[Design of Messaging on JBoss (Messaging/JBoss)] - Re: Shared Transport in JGroups
by bstansberry@jboss.com
OK, good. That knocks off the trivial stuff. I'd still like to get Bela's input on the thread_pool.queue_enabled and thread_pool.queue_max_size, where I think the values you guys had are better.
That leaves enable_bundling, where I want to understand your usage so I can pick the best default.
How data intensive and latency sensitive is the jbm-control channel? And is it used for request/response type messages (i.e. thread on node A sends a message, blocks waiting for a response from the other nodes)? Or just for async (thread on A sends and returns; doesn't block for response)?

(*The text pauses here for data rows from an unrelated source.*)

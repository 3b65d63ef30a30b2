//! Configuration for the line editing tools

use std::path::{Path, PathBuf};
use std::time::Duration;

use serde::{Deserialize, Serialize};

use crate::term::WindowSize;

/// Editor configuration
#[derive(Debug, Clone, Default, PartialEq, Serialize, Deserialize)]
#[serde(default)]
pub struct Config {
    /// History settings
    pub history: HistoryConfig,
    /// Editor settings
    pub editor: EditorConfig,
    /// Terminal settings
    pub terminal: TerminalConfig,
}

/// History configuration
#[derive(Debug, Clone, PartialEq, Eq, Serialize, Deserialize)]
#[serde(default)]
pub struct HistoryConfig {
    /// Maximum number of entries kept
    pub capacity: usize,
    /// File the history is loaded from and saved to
    pub file: Option<PathBuf>,
}

impl Default for HistoryConfig {
    fn default() -> Self {
        Self {
            capacity: crate::history::DEFAULT_CAPACITY,
            file: None,
        }
    }
}

/// Editor configuration
#[derive(Debug, Clone, PartialEq, Eq, Serialize, Deserialize)]
#[serde(default)]
pub struct EditorConfig {
    /// Use the full-screen multi-line editor
    pub multiline: bool,
    /// Spaces inserted per nesting level
    pub indent_width: usize,
    /// Title bar text of the multi-line editor
    pub title: String,
    /// Prompt of the single-line editor
    pub prompt: String,
}

impl Default for EditorConfig {
    fn default() -> Self {
        Self {
            multiline: false,
            indent_width: crate::repl::DEFAULT_INDENT_WIDTH,
            title: "repl".to_string(),
            prompt: "> ".to_string(),
        }
    }
}

/// Terminal configuration
#[derive(Debug, Clone, PartialEq, Eq, Serialize, Deserialize)]
#[serde(default)]
pub struct TerminalConfig {
    /// Columns assumed when the terminal does not report a size
    pub fallback_columns: u16,
    /// Rows assumed when the terminal does not report a size
    pub fallback_rows: u16,
    /// Milliseconds to wait for the rest of an escape sequence
    pub escape_timeout_ms: u64,
}

impl Default for TerminalConfig {
    fn default() -> Self {
        Self {
            fallback_columns: 80,
            fallback_rows: 24,
            escape_timeout_ms: 50,
        }
    }
}

impl TerminalConfig {
    /// Size assumed when the terminal does not report one
    pub fn fallback_size(&self) -> WindowSize {
        WindowSize::new(self.fallback_columns.max(1), self.fallback_rows.max(1))
    }

    /// Escape sequence timeout
    pub fn escape_timeout(&self) -> Duration {
        Duration::from_millis(self.escape_timeout_ms)
    }
}

impl Config {
    /// Load configuration from a file
    pub fn load(path: &Path) -> Result<Self, ConfigError> {
        let content = std::fs::read_to_string(path)?;
        let config: Config = serde_json::from_str(&content)?;
        Ok(config)
    }

    /// Save configuration to a file
    pub fn save(&self, path: &Path) -> Result<(), ConfigError> {
        let content = serde_json::to_string_pretty(self)?;
        std::fs::write(path, content)?;
        Ok(())
    }

    /// Load configuration from default location or return default config
    pub fn load_or_default() -> Self {
        // Try to load from ~/.config/mochi-line/config.json
        if let Some(config_path) = default_path() {
            if config_path.exists() {
                match Self::load(&config_path) {
                    Ok(config) => return config,
                    Err(e) => {
                        tracing::warn!("Ignoring {}: {}", config_path.display(), e);
                    },
                }
            }
        }
        Self::default()
    }
}

/// Path of the default configuration file
pub fn default_path() -> Option<PathBuf> {
    std::env::var("HOME").ok().map(|home| {
        PathBuf::from(home)
            .join(".config")
            .join("mochi-line")
            .join("config.json")
    })
}

/// Configuration error
#[derive(Debug, thiserror::Error)]
pub enum ConfigError {
    #[error("IO error: {0}")]
    Io(#[from] std::io::Error),
    #[error("JSON error: {0}")]
    Json(#[from] serde_json::Error),
}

The enable_bundling value impacts that. When it is true, there can be an up to 30 ms delay before a message is sent. Adds latency to when the message arrives, which may or may not matter to JBM. That delay doesn't cause the thread that told JGroups to send the message to block -- unless the thread is blocking waiting for a response. If it's waiting for a response, that thread might wait 30 ms for the msg to be sent, plus another 30 ms for the response to be sent.
The offset to that increased latency is higher throughput under heavy load w/ enable_bundling=true. The "udp" stack will be used for session replication, which *might* involve heavy load, so we've optimized for that. IMHO that was a marginal decision though, so I want to understand JBM's usage.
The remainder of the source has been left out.